[Start of Attachment]

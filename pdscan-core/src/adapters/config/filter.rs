//! Unit include/exclude filtering.
//!
//! Filter entries are exact unit names or glob patterns:
//! - `*` matches any sequence of characters
//! - `?` matches any single character
//!
//! An entry matches either the qualified unit name (`public.users`) or the
//! bare table/collection name (`users`).

use super::ScanOptions;
use crate::models::{Unit, UnitHandle};
use std::collections::BTreeSet;

/// Include/exclude lists applied during enumeration.
#[derive(Debug, Clone, Default, PartialEq, Eq)]
pub struct UnitFilter {
    only: BTreeSet<String>,
    except: BTreeSet<String>,
}

impl UnitFilter {
    /// A filter that admits every unit.
    pub fn all() -> Self {
        Self::default()
    }

    pub fn new(only: BTreeSet<String>, except: BTreeSet<String>) -> Self {
        Self { only, except }
    }

    pub fn from_options(options: &ScanOptions) -> Self {
        Self::new(options.only_units.clone(), options.except_units.clone())
    }

    /// Whether `unit` survives both lists.
    pub fn matches(&self, unit: &Unit) -> bool {
        let short = match &unit.handle {
            UnitHandle::Table { table, .. } => Some(table.as_str()),
            UnitHandle::Collection { collection, .. } => Some(collection.as_str()),
            UnitHandle::Directory { .. } => None,
        };
        let hit = |patterns: &BTreeSet<String>| {
            matches_any_pattern(&unit.name, patterns)
                || short.is_some_and(|s| matches_any_pattern(s, patterns))
        };

        (self.only.is_empty() || hit(&self.only)) && !hit(&self.except)
    }

    /// Keeps matching units and sorts them by name.
    pub fn apply(&self, units: Vec<Unit>) -> Vec<Unit> {
        let mut kept: Vec<Unit> = units.into_iter().filter(|u| self.matches(u)).collect();
        kept.sort_by(|a, b| a.name.cmp(&b.name));
        kept
    }
}

/// Checks if a name matches any of the given glob patterns.
pub fn matches_any_pattern<'a>(name: &str, patterns: impl IntoIterator<Item = &'a String>) -> bool {
    patterns.into_iter().any(|pattern| glob_match(pattern, name))
}

/// Simple glob pattern matching supporting `*` and `?`.
pub fn glob_match(pattern: &str, text: &str) -> bool {
    let pattern_chars: Vec<char> = pattern.chars().collect();
    let text_chars: Vec<char> = text.chars().collect();

    glob_match_from(&pattern_chars, &text_chars, 0, 0)
}

fn glob_match_from(pattern: &[char], text: &[char], mut pi: usize, mut ti: usize) -> bool {
    while pi < pattern.len() {
        match pattern[pi] {
            '*' => {
                while pi < pattern.len() && pattern[pi] == '*' {
                    pi += 1;
                }
                if pi == pattern.len() {
                    return true;
                }
                return (ti..=text.len()).any(|start| glob_match_from(pattern, text, pi, start));
            }
            '?' => {
                if ti >= text.len() {
                    return false;
                }
                pi += 1;
                ti += 1;
            }
            c => {
                if ti >= text.len() || text[ti] != c {
                    return false;
                }
                pi += 1;
                ti += 1;
            }
        }
    }

    ti == text.len()
}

[End of Attachment]

__Try it__
Only the lines from the start of the listing through the line with "#[derive(Debug, Clone, Default, PartialEq, Eq)]" should be repeated, each exactly as it stands.

__Answer to this task__
filename pdscan-core/src/adapters/config/filter.rs
//! Unit include/exclude filtering.
//!
//! Filter entries are exact unit names or glob patterns:
//! - `*` matches any sequence of characters
//! - `?` matches any single character
//!
//! An entry matches either the qualified unit name (`public.users`) or the
//! bare table/collection name (`users`).

use super::ScanOptions;
use crate::models::{Unit, UnitHandle};
use std::collections::BTreeSet;

/// Include/exclude lists applied during enumeration.
#[derive(Debug, Clone, Default, PartialEq, Eq)]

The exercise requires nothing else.